Umso wichtiger ist es also, dass Staatsanwaltschaft und Nebenklage erneut Revision beim BGH eingelegt haben. Es bleibt demnach abzuwarten, wie sich der BGH nun zu dem neuen Urteil positionieren wird und ob das LG Bremen ein weiteres Mal über den Fall entscheiden muss.

 

Melanie Küster studiert an der Universität Bremen und besucht den strafrechtlichen Schwerpunkt.

 

Weiterführende Literatur:

Natasha Schlothauer, Strafbarkeit ärztlicher Brechmittelvergabe, 2010.

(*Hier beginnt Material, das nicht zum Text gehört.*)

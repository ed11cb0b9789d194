//! Line label schema and per-line score distributions

use crate::error::{Result, SegmentError};
use serde::{Deserialize, Serialize};
use std::fmt;
use std::str::FromStr;

/// Structural role of a single message line
///
/// The declaration order is the label's rank, which indexes
/// [`LabelDistribution`] scores.
#[derive(Debug, Clone, Copy, Serialize, Deserialize, PartialEq, Eq, Hash, PartialOrd, Ord)]
pub enum Label {
    #[serde(rename = "paragraph")]
    Paragraph,
    #[serde(rename = "closing")]
    Closing,
    #[serde(rename = "inline_headers")]
    InlineHeaders,
    #[serde(rename = "log_data")]
    LogData,
    #[serde(rename = "mua_signature")]
    MuaSignature,
    #[serde(rename = "patch")]
    Patch,
    #[serde(rename = "personal_signature")]
    PersonalSignature,
    #[serde(rename = "quotation")]
    Quotation,
    #[serde(rename = "quotation_marker")]
    QuotationMarker,
    #[serde(rename = "raw_code")]
    RawCode,
    #[serde(rename = "salutation")]
    Salutation,
    #[serde(rename = "section_heading")]
    SectionHeading,
    #[serde(rename = "tabular")]
    Tabular,
    #[serde(rename = "technical")]
    Technical,
    #[serde(rename = "visual_separator")]
    VisualSeparator,
    /// Blank line
    #[serde(rename = "<empty>")]
    Empty,
    /// Structural padding, never real content
    #[serde(rename = "<pad>")]
    Pad,
}

impl Label {
    /// Number of labels in the schema
    pub const COUNT: usize = 17;

    /// All labels in rank order
    pub const ALL: [Self; Self::COUNT] = [
        Self::Paragraph,
        Self::Closing,
        Self::InlineHeaders,
        Self::LogData,
        Self::MuaSignature,
        Self::Patch,
        Self::PersonalSignature,
        Self::Quotation,
        Self::QuotationMarker,
        Self::RawCode,
        Self::Salutation,
        Self::SectionHeading,
        Self::Tabular,
        Self::Technical,
        Self::VisualSeparator,
        Self::Empty,
        Self::Pad,
    ];

    /// Integer rank used for one-hot encoding and argmax decoding
    #[must_use]
    pub const fn rank(self) -> usize {
        self as usize
    }

    #[must_use]
    pub fn from_rank(rank: usize) -> Option<Self> {
        Self::ALL.get(rank).copied()
    }

    /// `<empty>` and `<pad>` are sentinels, never emitted as spans
    #[must_use]
    pub const fn is_sentinel(self) -> bool {
        matches!(self, Self::Empty | Self::Pad)
    }

    #[must_use]
    pub const fn as_str(self) -> &'static str {
        match self {
            Self::Paragraph => "paragraph",
            Self::Closing => "closing",
            Self::InlineHeaders => "inline_headers",
            Self::LogData => "log_data",
            Self::MuaSignature => "mua_signature",
            Self::Patch => "patch",
            Self::PersonalSignature => "personal_signature",
            Self::Quotation => "quotation",
            Self::QuotationMarker => "quotation_marker",
            Self::RawCode => "raw_code",
            Self::Salutation => "salutation",
            Self::SectionHeading => "section_heading",
            Self::Tabular => "tabular",
            Self::Technical => "technical",
            Self::VisualSeparator => "visual_separator",
            Self::Empty => "<empty>",
            Self::Pad => "<pad>",
        }
    }
}

impl fmt::Display for Label {
    fn fmt(&self, f: &mut fmt::Formatter<'_>) -> fmt::Result {
        f.write_str(self.as_str())
    }
}

impl FromStr for Label {
    type Err = SegmentError;

    fn from_str(s: &str) -> Result<Self> {
        Self::ALL
            .iter()
            .copied()
            .find(|l| l.as_str() == s)
            .ok_or_else(|| SegmentError::InvalidLabel(s.to_string()))
    }
}

/// Dense score vector over the label schema, one score per rank
///
/// Scores need not form a probability simplex.
#[derive(Debug, Clone, PartialEq, Serialize, Deserialize)]
#[serde(try_from = "Vec<f32>")]
pub struct LabelDistribution(Vec<f32>);

impl LabelDistribution {
    /// Wrap a raw score vector, checking its length
    pub fn new(scores: Vec<f32>) -> Result<Self> {
        if scores.len() != Label::COUNT {
            return Err(SegmentError::DistributionShape {
                position: 0,
                expected: Label::COUNT,
                actual: scores.len(),
            });
        }
        Ok(Self(scores))
    }

    /// One-hot vector at `label`
    #[must_use]
    pub fn one_hot(label: Label) -> Self {
        let mut scores = vec![0.0; Label::COUNT];
        scores[label.rank()] = 1.0;
        Self(scores)
    }

    /// Build a distribution from `(label, score)` pairs, all other labels at zero
    #[must_use]
    pub fn from_scores(pairs: &[(Label, f32)]) -> Self {
        let mut scores = vec![0.0; Label::COUNT];
        for (label, score) in pairs {
            scores[label.rank()] = *score;
        }
        Self(scores)
    }

    #[must_use]
    pub fn scores(&self) -> &[f32] {
        &self.0
    }

    #[must_use]
    pub fn score(&self, label: Label) -> f32 {
        self.0[label.rank()]
    }

    /// Best label; ties resolve to the lowest rank
    #[must_use]
    pub fn argmax(&self) -> Label {
        self.ranked()[0]
    }

    /// Labels ordered by descending score, ties broken by rank
    #[must_use]
    pub fn ranked(&self) -> Vec<Label> {
        let mut labels = Label::ALL.to_vec();
        labels.sort_by(|a, b| {
            self.0[b.rank()]
                .total_cmp(&self.0[a.rank()])
                .then_with(|| a.rank().cmp(&b.rank()))
        });
        labels
    }

    /// Whether `label` is among the `k` best-scoring labels
    #[must_use]
    pub fn in_top(&self, label: Label, k: usize) -> bool {
        self.ranked().iter().take(k).any(|l| *l == label)
    }
}

impl TryFrom<Vec<f32>> for LabelDistribution {
    type Error = SegmentError;

    fn try_from(scores: Vec<f32>) -> Result<Self> {
        Self::new(scores)
    }
}
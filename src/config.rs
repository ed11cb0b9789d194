//! Segmenter configuration
//!
//! Every value has a default matching the tuned pipeline; any subset can
//! be overridden from TOML for experimentation.

use crate::correction::Rule;
use crate::error::{Result, SegmentError};
use crate::label::Label;
use crate::window::{DEFAULT_CONTEXT, DEFAULT_MAX_LINES};
use serde::{Deserialize, Serialize};
use std::collections::BTreeSet;
use std::path::Path;
use tracing::warn;

/// A set of label names
///
/// Names outside the schema are kept verbatim and simply never match,
/// which lets legacy class names survive a config round trip.
#[derive(Debug, Clone, Default, PartialEq, Eq, Serialize, Deserialize)]
#[serde(transparent)]
pub struct ClassSet(BTreeSet<String>);

impl ClassSet {
    #[must_use]
    pub fn new(names: &[&str]) -> Self {
        Self(names.iter().map(ToString::to_string).collect())
    }

    #[must_use]
    pub fn from_labels(labels: &[Label]) -> Self {
        Self(labels.iter().map(|l| l.as_str().to_string()).collect())
    }

    #[must_use]
    pub fn contains(&self, label: Label) -> bool {
        self.0.contains(label.as_str())
    }

    /// Names that do not correspond to any schema label
    pub fn unknown(&self) -> impl Iterator<Item = &str> {
        self.0
            .iter()
            .map(String::as_str)
            .filter(|n| n.parse::<Label>().is_err())
    }
}

/// Top-level configuration
#[derive(Debug, Clone, PartialEq, Eq, Serialize, Deserialize)]
#[serde(default)]
pub struct SegmenterConfig {
    /// Half-window size around each line
    pub context: usize,

    /// Line-count ceiling above which documents are dropped
    pub max_lines: usize,

    /// Positions per classifier call; affects throughput only
    pub batch_size: usize,

    pub correction: CorrectionConfig,

    pub unnest: UnnestConfig,

    pub output: OutputConfig,
}

impl Default for SegmenterConfig {
    fn default() -> Self {
        Self {
            context: DEFAULT_CONTEXT,
            max_lines: DEFAULT_MAX_LINES,
            batch_size: 256,
            correction: CorrectionConfig::default(),
            unnest: UnnestConfig::default(),
            output: OutputConfig::default(),
        }
    }
}

impl SegmenterConfig {
    pub fn from_toml_str(text: &str) -> Result<Self> {
        let config: Self = toml::from_str(text)?;
        config.validate()?;
        Ok(config)
    }

    pub fn from_file(path: impl AsRef<Path>) -> Result<Self> {
        let text = std::fs::read_to_string(path)?;
        Self::from_toml_str(&text)
    }

    /// Reject values the pipeline cannot run with
    pub fn validate(&self) -> Result<()> {
        if self.context == 0 {
            return Err(SegmentError::Config("context must be at least 1".into()));
        }
        if self.batch_size == 0 {
            return Err(SegmentError::Config("batch_size must be at least 1".into()));
        }
        if self.correction.top_k == 0 {
            return Err(SegmentError::Config("correction.top_k must be at least 1".into()));
        }
        if self.unnest.max_depth == 0 {
            return Err(SegmentError::Config("unnest.max_depth must be at least 1".into()));
        }

        let sets = [
            ("correction.quotation_exempt", &self.correction.quotation_exempt),
            ("correction.short_run", &self.correction.short_run),
            ("correction.long_block", &self.correction.long_block),
            ("correction.stray", &self.correction.stray),
            ("unnest.excluded", &self.unnest.excluded),
            ("unnest.collapse_to_space", &self.unnest.collapse_to_space),
        ];
        for (key, set) in sets {
            for name in set.unknown() {
                warn!("{key}: '{name}' is not a known label and will never match");
            }
        }
        Ok(())
    }

    /// Number of corrected/raw labels the correction rules look at on each side
    #[must_use]
    pub fn history(&self) -> usize {
        self.correction.history.min(self.context).max(1)
    }
}

/// Label correction rule parameters
#[derive(Debug, Clone, PartialEq, Eq, Serialize, Deserialize)]
#[serde(default)]
pub struct CorrectionConfig {
    /// Requested history length, clamped to `context`
    pub history: usize,

    /// How many best-scoring labels count as "ranks highly"
    pub top_k: usize,

    /// Rules in evaluation order; the first match wins
    pub rules: Vec<Rule>,

    /// Raw labels left alone by the quotation-start rule
    pub quotation_exempt: ClassSet,

    /// Runs a single stray line inside is absorbed
    pub short_run: ClassSet,

    /// Long homogeneous blocks protected against one wrong line
    pub long_block: ClassSet,

    /// Block classes that may not start from a single line
    pub stray: ClassSet,

    /// Leading characters that mark a quoted line
    pub quote_markers: Vec<char>,
}

impl Default for CorrectionConfig {
    fn default() -> Self {
        Self {
            history: 3,
            top_k: 3,
            rules: Rule::DEFAULT_ORDER.to_vec(),
            // Legacy header spellings; neither matches `inline_headers`
            quotation_exempt: ClassSet::new(&["quotation", "quotation_marker", "inline_header"]),
            short_run: ClassSet::new(&[
                "closing",
                "personal_signature",
                "mua_signature",
                "inline-header",
                "technical",
            ]),
            long_block: ClassSet::new(&[
                "mua_signature",
                "personal_signature",
                "patch",
                "code",
                "tabular",
                "technical",
            ]),
            stray: ClassSet::from_labels(&[
                Label::Technical,
                Label::MuaSignature,
                Label::PersonalSignature,
                Label::Patch,
                Label::Tabular,
            ]),
            quote_markers: vec!['>', '|'],
        }
    }
}

/// Quotation unnesting parameters
#[derive(Debug, Clone, PartialEq, Eq, Serialize, Deserialize)]
#[serde(default)]
pub struct UnnestConfig {
    /// Recursion limit; blocks at this depth stay flat
    pub max_depth: usize,

    /// Labels dropped at every level
    pub excluded: ClassSet,

    /// Labels whose adjacent leaves are joined with a space
    pub collapse_to_space: ClassSet,
}

impl Default for UnnestConfig {
    fn default() -> Self {
        Self {
            max_depth: 10,
            excluded: ClassSet::from_labels(&[
                Label::PersonalSignature,
                Label::MuaSignature,
                Label::Technical,
            ]),
            collapse_to_space: ClassSet::from_labels(&[Label::QuotationMarker, Label::Closing]),
        }
    }
}

/// Record emission parameters
#[derive(Debug, Clone, PartialEq, Eq, Serialize, Deserialize)]
#[serde(default)]
pub struct OutputConfig {
    /// Metadata fields removed before emission
    pub strip_fields: Vec<String>,

    /// Attach the reconstructed text to each record
    pub include_text: bool,

    /// Stamp records with `@modified`
    pub timestamp: bool,
}

impl Default for OutputConfig {
    fn default() -> Self {
        Self {
            strip_fields: vec!["id".to_string()],
            include_text: true,
            timestamp: false,
        }
    }
}
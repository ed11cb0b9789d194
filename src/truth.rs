//! Ground-truth line labels derived from span annotations
//!
//! Annotated input carries character spans over the message text; the
//! classifier is trained and validated on one label per line.

use crate::document::{LabeledLine, Span, split_lines};
use crate::error::Result;
use crate::label::Label;
use serde::{Deserialize, Serialize};
use serde_json::{Map, Value};

/// A labelled character range over a message text
#[derive(Debug, Clone, PartialEq, Eq, Serialize, Deserialize)]
pub struct Annotation {
    pub start_offset: usize,
    pub end_offset: usize,
    pub label: Label,
}

/// Object-style and triple-style annotations are both accepted
#[derive(Debug, Clone, Deserialize)]
#[serde(untagged)]
enum AnnotationInput {
    Object(Annotation),
    Triple(Span),
}

impl From<AnnotationInput> for Annotation {
    fn from(input: AnnotationInput) -> Self {
        match input {
            AnnotationInput::Object(a) => a,
            AnnotationInput::Triple(span) => Self {
                start_offset: span.start_offset,
                end_offset: span.end_offset,
                label: span.label,
            },
        }
    }
}

/// Label each line of `text` from its annotations
///
/// A line takes the label of the current annotation when their character
/// ranges overlap and `<empty>` otherwise. Blank lines are always
/// `<empty>`. Annotations are visited in start order and retired once
/// the running offset reaches their end.
#[must_use]
pub fn label_lines(text: &str, annotations: &[Annotation]) -> Vec<LabeledLine> {
    let mut pending: Vec<&Annotation> = annotations.iter().collect();
    pending.sort_by(|a, b| b.start_offset.cmp(&a.start_offset));

    let mut offset = 0;
    let mut labeled = Vec::new();
    for line in split_lines(text) {
        let end = offset + line.chars().count();

        while pending.last().is_some_and(|a| offset >= a.end_offset) {
            pending.pop();
        }

        let label = match pending.last() {
            Some(a) if !line.trim().is_empty() && offset < a.end_offset && end > a.start_offset => {
                a.label
            }
            _ => Label::Empty,
        };

        labeled.push(LabeledLine::new(line, label));
        offset = end;
    }
    labeled
}

/// Label an annotated JSON document
///
/// Reads `text` plus `annotations` (or `labels`). Returns `None` when the
/// document has no annotations.
pub fn label_document(object: &Map<String, Value>) -> Result<Option<Vec<LabeledLine>>> {
    let text = object.get("text").and_then(Value::as_str).unwrap_or_default();
    let Some(raw) = object
        .get("annotations")
        .or_else(|| object.get("labels"))
        .filter(|v| v.as_array().is_some_and(|a| !a.is_empty()))
    else {
        return Ok(None);
    };

    let inputs: Vec<AnnotationInput> = serde_json::from_value(raw.clone())?;
    let annotations: Vec<Annotation> = inputs.into_iter().map(Annotation::from).collect();
    Ok(Some(label_lines(text, &annotations)))
}

#[cfg(test)]
mod tests {
    use super::*;

    #[test]
    fn test_passed_annotations_are_retired() {
        let text = "Hi\nbody\n\nBye";
        let annotations = [
            Annotation {
                start_offset: 0,
                end_offset: 2,
                label: Label::Salutation,
            },
            Annotation {
                start_offset: 3,
                end_offset: 7,
                label: Label::Paragraph,
            },
            Annotation {
                start_offset: 9,
                end_offset: 12,
                label: Label::Closing,
            },
        ];

        let labels: Vec<Label> = label_lines(text, &annotations)
            .into_iter()
            .map(|l| l.label)
            .collect();
        assert_eq!(
            labels,
            [Label::Salutation, Label::Paragraph, Label::Empty, Label::Closing]
        );
    }
}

[1]    Der gesamte Sachverhalt liegt den Darstellungen in BGH, Neue Juristische Wochenschrift (NJW) 2010, 2595ff. zugrunde.

[2]    Nachzulesen bei Schlothauer, 2010, 30f.

[3]    Erlass des Senators für Justiz und Verfassung und des Senators für Inneres und Sport in Bremen „Exkorporation von Betäubungsmitteln“ vom 1.12.2005.

[4]    EGMR NJW 2006, 3117.

[5]    BVerfG Neue Zeitschrift für Strafrecht 2000, 96.

[6]    Stefanie Bausch, Brechmitteleinsatz zur Exkorporation von Betäubungsmitteln, 2007, 222f. mit Nachweisen über die einzelnen Einstellungen.

[7]    BGH NJW 2010, 2595ff. für die Ausführungen zum Urteil.


[1]    Titelzitat vom Vorsitzenden Richter während der Urteilsverlesung am 14. Juni 2011 im LG Bremen.